Saved entries
■ ■ ■ ■ ■

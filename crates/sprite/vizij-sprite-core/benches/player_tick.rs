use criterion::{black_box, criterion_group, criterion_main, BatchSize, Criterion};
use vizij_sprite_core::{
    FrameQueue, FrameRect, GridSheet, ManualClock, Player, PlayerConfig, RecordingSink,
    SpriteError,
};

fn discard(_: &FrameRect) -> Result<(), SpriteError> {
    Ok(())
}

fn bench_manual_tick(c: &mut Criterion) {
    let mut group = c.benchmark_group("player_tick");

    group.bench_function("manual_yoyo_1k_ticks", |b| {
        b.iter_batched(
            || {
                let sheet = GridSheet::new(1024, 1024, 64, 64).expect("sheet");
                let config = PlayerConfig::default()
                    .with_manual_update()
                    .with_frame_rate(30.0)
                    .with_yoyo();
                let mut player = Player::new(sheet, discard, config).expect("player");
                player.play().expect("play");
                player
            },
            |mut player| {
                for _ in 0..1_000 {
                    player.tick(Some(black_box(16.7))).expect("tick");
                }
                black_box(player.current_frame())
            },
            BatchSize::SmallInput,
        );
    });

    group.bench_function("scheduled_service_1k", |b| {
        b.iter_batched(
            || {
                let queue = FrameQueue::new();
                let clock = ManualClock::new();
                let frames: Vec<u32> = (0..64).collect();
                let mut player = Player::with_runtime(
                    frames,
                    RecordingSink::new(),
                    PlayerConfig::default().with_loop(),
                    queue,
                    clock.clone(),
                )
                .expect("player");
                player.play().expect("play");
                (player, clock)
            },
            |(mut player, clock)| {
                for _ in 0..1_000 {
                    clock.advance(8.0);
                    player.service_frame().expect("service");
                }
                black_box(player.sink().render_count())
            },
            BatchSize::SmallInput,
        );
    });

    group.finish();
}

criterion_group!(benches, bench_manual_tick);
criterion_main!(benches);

■ ■ ■ ■ ■

Assignment:
Wherever a line holds the word "ManualClock", copy that line out of the entries above.

Written response:
    FrameQueue, FrameRect, GridSheet, ManualClock, Player, PlayerConfig, RecordingSink,
                let clock = ManualClock::new();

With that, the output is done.